Shit. It’s four in the morning.
Another neat touch is the almost MMORPG aspect of it all. It’s true that there are online folk around you, sharing the gamespace. And, yes, it’s also true that you can communicate, team up, and—naturally—do a little dance with these folk. But it never seems overwhelmingly online. There are rarely more than two or three people up in your shit as you play through the missions, and interaction with them is purely at your discretion, as is much of the rest of the game.

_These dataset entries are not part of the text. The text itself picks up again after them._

//! Error types
//!
//! Parse failures carry the source file name and the 1-based line/column of
//! the scanner when the error was raised. Attribute conversions fail lazily,
//! at access time, with an [`AttributeError`].

use std::fmt;

/// Category of a failure
#[derive(Debug, Clone, Copy, PartialEq, Eq, Hash)]
pub enum ErrorKind {
    /// Unexpected character, missing quote, tag mismatch, malformed attribute
    Syntax,
    /// DOCTYPE/DTD encountered
    UnsupportedFeature,
    /// Declared or detected encoding is not UTF-8
    Encoding,
    /// Missing required attribute or malformed typed value
    Attribute,
}

impl ErrorKind {
    /// Short snake_case name (used for NIF atoms and logs)
    pub fn as_str(&self) -> &'static str {
        match self {
            ErrorKind::Syntax => "syntax",
            ErrorKind::UnsupportedFeature => "unsupported_feature",
            ErrorKind::Encoding => "encoding",
            ErrorKind::Attribute => "attribute",
        }
    }
}

impl fmt::Display for ErrorKind {
    fn fmt(&self, f: &mut fmt::Formatter<'_>) -> fmt::Result {
        f.write_str(self.as_str())
    }
}

/// A failed parse. No partial tree is ever returned alongside it.
#[derive(Debug, Clone, PartialEq, Eq, thiserror::Error)]
#[error("{filename}:{line}:{column}: {message}")]
pub struct ParseError {
    pub kind: ErrorKind,
    pub filename: String,
    pub line: usize,
    pub column: usize,
    pub message: String,
}

impl ParseError {
    pub fn new(
        kind: ErrorKind,
        filename: impl Into<String>,
        line: usize,
        column: usize,
        message: impl Into<String>,
    ) -> Self {
        ParseError {
            kind,
            filename: filename.into(),
            line,
            column,
            message: message.into(),
        }
    }
}

/// Attribute lookup or conversion failure
#[derive(Debug, Clone, PartialEq, Eq, thiserror::Error)]
#[error("{message}")]
pub struct AttributeError {
    pub message: String,
}

impl AttributeError {
    pub fn new(message: impl Into<String>) -> Self {
        AttributeError {
            message: message.into(),
        }
    }

    #[inline]
    pub fn kind(&self) -> ErrorKind {
        ErrorKind::Attribute
    }
}

/// Umbrella error so callers can `?` across parsing and attribute access
#[derive(Debug, Clone, PartialEq, Eq, thiserror::Error)]
pub enum Error {
    #[error(transparent)]
    Parse(#[from] ParseError),

    #[error(transparent)]
    Attribute(#[from] AttributeError),
}

impl Error {
    pub fn kind(&self) -> ErrorKind {
        match self {
            Error::Parse(e) => e.kind,
            Error::Attribute(e) => e.kind(),
        }
    }
}

pub type Result<T, E = Error> = std::result::Result<T, E>;
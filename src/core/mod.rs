//! Core parsing primitives
//!
//! Building blocks shared by the XML and VCM readers and the writer:
//! - Scanner: position-tracked char access with memchr delimiter search
//! - Escape: backslash escape decoding/encoding
//! - Entities: the five built-in XML entities
//! - Encoding: UTF-8 only input checks

pub mod encoding;
pub mod entities;
pub mod escape;
pub mod scanner;
//! Input encoding checks
//!
//! Only UTF-8 is accepted. UTF-16 input is detected from its BOM or byte
//! pattern and rejected instead of being transcoded.

/// Encoding detected from byte order mark or initial bytes
#[derive(Debug, Clone, Copy, PartialEq, Eq)]
pub enum XmlEncoding {
    Utf8,
    Utf16Le,
    Utf16Be,
}

impl XmlEncoding {
    /// Detect encoding from byte order mark or initial bytes
    pub fn detect(input: &[u8]) -> Self {
        if input.len() < 2 {
            return XmlEncoding::Utf8;
        }

        match (input[0], input[1]) {
            // UTF-16 LE BOM: 0xFF 0xFE
            (0xFF, 0xFE) => XmlEncoding::Utf16Le,
            // UTF-16 BE BOM: 0xFE 0xFF
            (0xFE, 0xFF) => XmlEncoding::Utf16Be,
            // No BOM - check for UTF-16 pattern (< followed by null or null followed by <)
            (0x00, b'<') => XmlEncoding::Utf16Be,
            (b'<', 0x00) => XmlEncoding::Utf16Le,
            _ => XmlEncoding::Utf8,
        }
    }
}

const UTF8_BOM: &[u8] = &[0xEF, 0xBB, 0xBF];

/// Strip a UTF-8 BOM from text input
#[inline]
pub fn strip_bom(input: &str) -> &str {
    input.strip_prefix('\u{FEFF}').unwrap_or(input)
}

/// View raw bytes as UTF-8 text, skipping a UTF-8 BOM
pub fn as_utf8(input: &[u8]) -> Result<&str, String> {
    match XmlEncoding::detect(input) {
        XmlEncoding::Utf8 => {}
        other => return Err(format!("UTF-8 encoding is only supported, found {:?}", other)),
    }
    let bytes = input.strip_prefix(UTF8_BOM).unwrap_or(input);
    std::str::from_utf8(bytes).map_err(|e| format!("invalid UTF-8: {}", e))
}

/// Check a declared encoding name (case-insensitive `UTF-8`)
#[inline]
pub fn is_supported_label(label: &str) -> bool {
    label.eq_ignore_ascii_case("UTF-8")
}

#[cfg(test)]
mod tests {
    use super::*;

    #[test]
    fn test_detect_utf8() {
        assert_eq!(XmlEncoding::detect(b"<root/>"), XmlEncoding::Utf8);
        assert_eq!(XmlEncoding::detect(&[0xEF, 0xBB, 0xBF, b'<']), XmlEncoding::Utf8);
    }

    #[test]
    fn test_detect_utf16() {
        assert_eq!(XmlEncoding::detect(&[0xFF, 0xFE, b'<', 0x00]), XmlEncoding::Utf16Le);
        assert_eq!(XmlEncoding::detect(&[0xFE, 0xFF, 0x00, b'<']), XmlEncoding::Utf16Be);
        assert_eq!(XmlEncoding::detect(&[b'<', 0x00, b'a', 0x00]), XmlEncoding::Utf16Le);
    }

    #[test]
    fn test_as_utf8() {
        assert_eq!(as_utf8(b"\xEF\xBB\xBF<a/>").unwrap(), "<a/>");
        assert_eq!(as_utf8(b"<a/>").unwrap(), "<a/>");
        assert!(as_utf8(&[0xFF, 0xFE, b'<', 0x00]).is_err());
        assert!(as_utf8(&[b'<', 0xC3, 0x28]).is_err());
    }

    #[test]
    fn test_labels() {
        assert!(is_supported_label("UTF-8"));
        assert!(is_supported_label("utf-8"));
        assert!(is_supported_label("Utf-8"));
        assert!(!is_supported_label("UTF8"));
        assert!(!is_supported_label("ISO-8859-1"));
    }
}
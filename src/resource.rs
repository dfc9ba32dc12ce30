//! ResourceArc wrapper
//!
//! Holds a parsed document on the BEAM side between NIF calls.

use rustler::ResourceArc;
use std::sync::Mutex;

use crate::dom::Document;

/// Parsed document stored behind a ResourceArc
pub struct DocumentResource {
    pub doc: Mutex<Document>,
}

impl DocumentResource {
    pub fn new(doc: Document) -> Self {
        DocumentResource {
            doc: Mutex::new(doc),
        }
    }

    /// Run `f` against the document.
    ///
    /// # Errors
    ///
    /// Returns `"mutex_poisoned"` if the document mutex is poisoned.
    pub fn with_document<F, R>(&self, f: F) -> Result<R, &'static str>
    where
        F: FnOnce(&Document) -> R,
    {
        let guard = self.doc.lock().map_err(|_| "mutex_poisoned")?;
        Ok(f(&guard))
    }
}

#[rustler::resource_impl]
impl rustler::Resource for DocumentResource {}

/// Type alias for document ResourceArc
pub type DocumentRef = ResourceArc<DocumentResource>;
//! Small float vectors produced by typed attribute conversions

use std::ops::Div;

/// Two-component vector
#[derive(Debug, Clone, Copy, PartialEq, Default)]
pub struct Vec2 {
    pub x: f32,
    pub y: f32,
}

/// Three-component vector
#[derive(Debug, Clone, Copy, PartialEq, Default)]
pub struct Vec3 {
    pub x: f32,
    pub y: f32,
    pub z: f32,
}

/// Four-component vector (also used for RGBA colors)
#[derive(Debug, Clone, Copy, PartialEq, Default)]
pub struct Vec4 {
    pub x: f32,
    pub y: f32,
    pub z: f32,
    pub w: f32,
}

impl Vec2 {
    #[inline]
    pub const fn new(x: f32, y: f32) -> Self {
        Vec2 { x, y }
    }

    /// All components set to `v`
    #[inline]
    pub const fn splat(v: f32) -> Self {
        Vec2 { x: v, y: v }
    }

    #[inline]
    pub fn to_array(self) -> [f32; 2] {
        [self.x, self.y]
    }
}

impl Vec3 {
    #[inline]
    pub const fn new(x: f32, y: f32, z: f32) -> Self {
        Vec3 { x, y, z }
    }

    #[inline]
    pub const fn splat(v: f32) -> Self {
        Vec3 { x: v, y: v, z: v }
    }

    #[inline]
    pub fn to_array(self) -> [f32; 3] {
        [self.x, self.y, self.z]
    }
}

impl Vec4 {
    #[inline]
    pub const fn new(x: f32, y: f32, z: f32, w: f32) -> Self {
        Vec4 { x, y, z, w }
    }

    #[inline]
    pub const fn splat(v: f32) -> Self {
        Vec4 { x: v, y: v, z: v, w: v }
    }

    #[inline]
    pub fn to_array(self) -> [f32; 4] {
        [self.x, self.y, self.z, self.w]
    }
}

impl Div<f32> for Vec4 {
    type Output = Vec4;

    fn div(self, rhs: f32) -> Vec4 {
        Vec4::new(self.x / rhs, self.y / rhs, self.z / rhs, self.w / rhs)
    }
}

impl From<Vec2> for [f32; 2] {
    fn from(v: Vec2) -> Self {
        v.to_array()
    }
}

impl From<Vec3> for [f32; 3] {
    fn from(v: Vec3) -> Self {
        v.to_array()
    }
}

impl From<Vec4> for [f32; 4] {
    fn from(v: Vec4) -> Self {
        v.to_array()
    }
}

Should you choose to go all out social, that option is there—be it a brief team up for a mission or two, or a full blown six hour raid—but it’s just as viable to go it alone, ignoring the action whilst you go about your business. What is most striking is the seamless nature of any of these options happening – you can barely stick your head in from a distance, popping off a few sniper shots before changing your mind and doing something else. It feels good to not have to commit, and despite Destiny’s appearance on older consoles, there’s a real sense of ‘next-gen’ about the design process.
Were we to poke holes in Destiny, we might point out that some might find the relentless shooting shooting shooting a touch tiresome. We might also highlight the lengthy load times between areas, even though it’s sat there occupying a meaty 40gb on the hard drive.
To poke these holes, though, would be churlish, and sidelines the achievement presented before us. We’ve not had this much fun online in a good while, and it’s bound to shut us up until Evolve comes out.